この日早朝、秀吉は衣冠姿《いかんすがた》で参内《さんだい》して、出征のことを奏上し、天盃《てんぱい》をいただいて退出して、武装した。伊達政宗らを送った時とはまた違う鎧《よろい》であるが、これも金と朱の色調だ、金小札《きんこざね》を緋糸《ひいと》でおどした、黄金の滝を流しかけたような馬鎧《うまよろい》をかけた馬にまたがった。
この時の秀吉の従騎《じゆうき》は三万、いずれも新しくおどし立てた金銀のかがやきさんらんたる鎧を着、新装の武器をたずさえた。真先には金のときんをかぶり、はなやかな衣装をつけた山伏《やまぶし》姿の一隊が、緋《ひ》の房《ふさ》をつけた法螺貝《ほらがい》を吹き鳴らしながら進んだ。秀吉は中陣に馬を打たせたが、そのまわりには馬廻りの騎士らが、それぞれに黄金づくりの太刀《たち》三十ふり、金で泥《だ》みた楯《たて》五十を捧持《ほうじ》して従い、乗りかえの馬七十、いずれも錦襴《きんらん》のあおりをかけ、金小札緋おどしの馬鎧を着せていた。日本六十六州にかたどって、五三の桐の紋章を打ち、金の垂布《たれぎぬ》をした大旗六十六|旒《りゆう》を立てて進んだ。
後陽成《ごようぜい》天皇と正親町上皇《おおぎまちじようこう》とは、四足門《しそくもん》と唐《から》門との間に、それぞれ桟敷《さじき》をかけて、金・銀・朱が錯雑しつつ流れて行く行列をご見物になった。

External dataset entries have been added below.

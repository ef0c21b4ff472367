#![allow(dead_code)]

use std::sync::Arc;

use db::{Database, DbConfig};
use jobsdb::{JobsDb, JobsDbConfig, JobsDbError};
use jobsdb_core::{Job, JobId, JobState, JobStatus};
use serde_json::json;

pub fn config(node_id: &str) -> JobsDbConfig {
    JobsDbConfig::new("gw")
        .with_node_id(node_id)
        .with_db(DbConfig::memory())
}

/// A fresh in-memory store and the queue opened on it.
pub async fn open(node_id: &str) -> Result<(Database, Arc<JobsDb>), JobsDbError> {
    let db = db::connect(&DbConfig::memory()).await?;
    let jobsdb = JobsDb::with_database(config(node_id), db.clone()).await?;
    Ok((db, Arc::new(jobsdb)))
}

/// Open the queue again on the same store, as a restarted process would.
pub async fn reopen(db: &Database, node_id: &str) -> Result<Arc<JobsDb>, JobsDbError> {
    Ok(Arc::new(JobsDb::with_database(config(node_id), db.clone()).await?))
}

/// `count` jobs without ids, payload `n` counting from `first`.
pub fn new_jobs(first: i64, count: i64) -> Vec<Job> {
    (first..first + count)
        .map(|n| {
            Job::new("WEBHOOK", json!({ "n": n }))
                .with_parameters(json!({ "source_id": "src-1" }))
        })
        .collect()
}

/// Same as [`new_jobs`] with a failed status embedded in the job at `with_status`.
pub fn exported_jobs(count: i64, with_status: usize) -> Vec<Job> {
    new_jobs(1, count)
        .into_iter()
        .enumerate()
        .map(|(i, job)| {
            if i == with_status {
                job.with_last_status(
                    JobStatus::new(JobId(0), JobState::Failed)
                        .with_attempt(2)
                        .with_error("504", json!({ "body": "timeout" })),
                )
            } else {
                job
            }
        })
        .collect()
}

pub fn payload_n(job: &Job) -> i64 {
    job.payload["n"].as_i64().unwrap_or_default()
}
//! In-process job ID allocator for imported data.

use std::sync::{Mutex, MutexGuard, PoisonError};

use crate::JobId;

/// Errors returned by [`SequenceAllocator`].
#[derive(Debug, Clone, PartialEq, Eq, thiserror::Error)]
pub enum SequenceError {
    #[error("sequence allocator used before initialization")]
    NotInitialized,
    #[error("reservation of {count} ids at {start} crosses the ceiling {ceiling}")]
    CeilingReached { start: i64, count: i64, ceiling: i64 },
    #[error("invalid reservation size {0}")]
    InvalidCount(i64),
}

#[derive(Debug, Default)]
struct AllocatorState {
    initialized: bool,
    /// Next ID to hand out.
    next: i64,
    /// Highest floor observed by `initialize`.
    floor: i64,
    /// First ID this allocator must never reach.
    ceiling: Option<i64>,
}

/// Issues disjoint, strictly increasing job ID ranges.
///
/// Reservations are permanent: a range handed out is never handed out again,
/// even if the caller fails to use it.
#[derive(Debug, Default)]
pub struct SequenceAllocator {
    state: Mutex<AllocatorState>,
}

impl SequenceAllocator {
    pub fn new() -> Self {
        Self::default()
    }

    /// Allocator that refuses to hand out IDs at or above `ceiling`.
    pub fn with_ceiling(ceiling: i64) -> Self {
        let allocator = Self::default();
        allocator.lock().ceiling = Some(ceiling);
        allocator
    }

    fn lock(&self) -> MutexGuard<'_, AllocatorState> {
        self.state.lock().unwrap_or_else(PoisonError::into_inner)
    }

    /// Raise the next value to at least `floor + 1`.
    ///
    /// Never lowers it, so re-initializing with an older floor is harmless.
    /// Returns the effective floor (the highest one observed).
    pub fn initialize(&self, floor: i64) -> i64 {
        let mut state = self.lock();
        state.floor = state.floor.max(floor.max(0));
        state.next = state.next.max(state.floor + 1);
        state.initialized = true;
        state.floor
    }

    pub fn is_initialized(&self) -> bool {
        self.lock().initialized
    }

    /// Effective floor, `0` before initialization.
    pub fn floor(&self) -> i64 {
        self.lock().floor
    }

    pub fn ceiling(&self) -> Option<i64> {
        self.lock().ceiling
    }

    /// Reserve `count` consecutive IDs and return the first one.
    pub fn reserve(&self, count: i64) -> Result<JobId, SequenceError> {
        if count <= 0 {
            return Err(SequenceError::InvalidCount(count));
        }
        let mut state = self.lock();
        if !state.initialized {
            return Err(SequenceError::NotInitialized);
        }
        let start = state.next;
        let end = start
            .checked_add(count)
            .ok_or(SequenceError::InvalidCount(count))?;
        if let Some(ceiling) = state.ceiling
            && end > ceiling
        {
            return Err(SequenceError::CeilingReached {
                start,
                count,
                ceiling,
            });
        }
        state.next = end;
        Ok(JobId(start))
    }
}

#[cfg(test)]
mod tests {
    use std::sync::Arc;

    use super::*;

    #[test]
    fn reserves_after_floor() {
        let allocator = SequenceAllocator::new();
        allocator.initialize(500);
        assert_eq!(allocator.reserve(10).unwrap(), JobId(501));
        assert_eq!(allocator.reserve(5).unwrap(), JobId(511));
    }

    #[test]
    fn initialize_never_lowers_floor() {
        let allocator = SequenceAllocator::new();
        assert_eq!(allocator.initialize(900), 900);
        assert_eq!(allocator.initialize(100), 900);
        assert_eq!(allocator.reserve(1).unwrap(), JobId(901));
        // Raising the floor past handed-out ranges moves the counter forward.
        allocator.initialize(2000);
        assert_eq!(allocator.reserve(1).unwrap(), JobId(2001));
        // A floor below the counter keeps the counter.
        allocator.initialize(1500);
        assert_eq!(allocator.reserve(1).unwrap(), JobId(2002));
    }

    #[test]
    fn rejects_use_before_initialize() {
        let allocator = SequenceAllocator::new();
        assert_eq!(allocator.reserve(1), Err(SequenceError::NotInitialized));
        allocator.initialize(0);
        assert_eq!(allocator.reserve(0), Err(SequenceError::InvalidCount(0)));
        assert_eq!(allocator.reserve(1).unwrap(), JobId(1));
    }

    #[test]
    fn ceiling_bounds_reservations() {
        let allocator = SequenceAllocator::with_ceiling(111);
        allocator.initialize(100);
        assert_eq!(allocator.reserve(10).unwrap(), JobId(101));
        assert!(matches!(
            allocator.reserve(2),
            Err(SequenceError::CeilingReached { start: 111, .. })
        ));
        // A failed reservation consumes nothing.
        assert!(matches!(
            allocator.reserve(1),
            Err(SequenceError::CeilingReached { .. })
        ));
    }

    #[test]
    fn concurrent_reservations_are_disjoint() {
        let allocator = Arc::new(SequenceAllocator::new());
        allocator.initialize(0);

        let handles: Vec<_> = (0..8)
            .map(|worker| {
                let allocator = allocator.clone();
                std::thread::spawn(move || {
                    (0..200)
                        .map(|i| {
                            let count = 1 + (worker + i) % 5;
                            let start = allocator.reserve(count).unwrap();
                            (start.0, count)
                        })
                        .collect::<Vec<_>>()
                })
            })
            .collect();

        let mut ranges: Vec<(i64, i64)> = handles
            .into_iter()
            .flat_map(|h| h.join().unwrap())
            .collect();
        ranges.sort();
        for pair in ranges.windows(2) {
            let (start, count) = pair[0];
            assert!(start + count <= pair[1].0, "overlap at {start}");
        }
        let total: i64 = ranges.iter().map(|(_, c)| c).sum();
        let (last_start, last_count) = ranges[ranges.len() - 1];
        assert_eq!(last_start + last_count - 1, total);
    }
}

秀吉は天皇のお桟敷の前にさしかかると、馬からおり、階《きざはし》を上って拝謁《はいえつ》し、三献《こん》の酒をたまわり、さらに上皇のお桟敷に行って同じように酒をたまわって、行列の中にかえった。
元来京都の住人で、皇室の衰微をなげいて、まだ尾州の一大名であった頃の信長を訪問して献金させたりして、色々と皇室のためにつくしたので、信長が天下取《てんかとり》となると皇室方面の事務担当を命ぜられ、秀吉の時代になってもそれのつづいている立入左京亮宗継《たちいりさきようのすけむねつぐ》も、この日、天皇のお桟敷の末座にいて、見物したのであるが、
「思い思いのいでたち、金銀をちりばめ、一日見くたびれ申し候《そうろう》」
と、書きのこしている。よろずお祭りがかりだったのである。
秀吉は四月二十日、博多についたが、つくとすぐ、侍臣《じしん》に向って、
「唐人《とうじん》どもは、ことのほかにヒゲの生えた男を珍重《ちんちよう》するげなが、おれはヒゲが少ないによって、作りヒゲをかけて行こうと思う。この博多は一時は衰えていたが、先年おれが町づくりしてつかわしてから、ことのほかに賑《にぎや》かになって、今ではもう昔に少しもかわらぬほどとなったという。作りヒゲを上手につくる職人もきっといるはずじゃ。急ぎさがして、急ぎ連れてまいれ」
と命じた。
現代なら、かつら職人というところであろうが、当時もそんな職人がいたと見えて、連れて来た。
「うんとヒゲの多いつくりヒゲをこしらえい」
「ヘッ」
職人はおどおどしている。
「あごの寸法をとらねば、うまく行くまい。苦《くる》しゅうない。近《ちこ》うよって、しっかりと取れい」
と言って、あごをつき出して寸法をとらせた後、
「急ぎつかまつれ、明後日の朝はおれはここを立たねばならぬ。それまでにこしらえ立てて、持ってまいれ」
と言った。
それは出発までに出来て来た。秀吉は黒々ふさふさとしたそれをあごにかけ、博多を立って名護屋に向った。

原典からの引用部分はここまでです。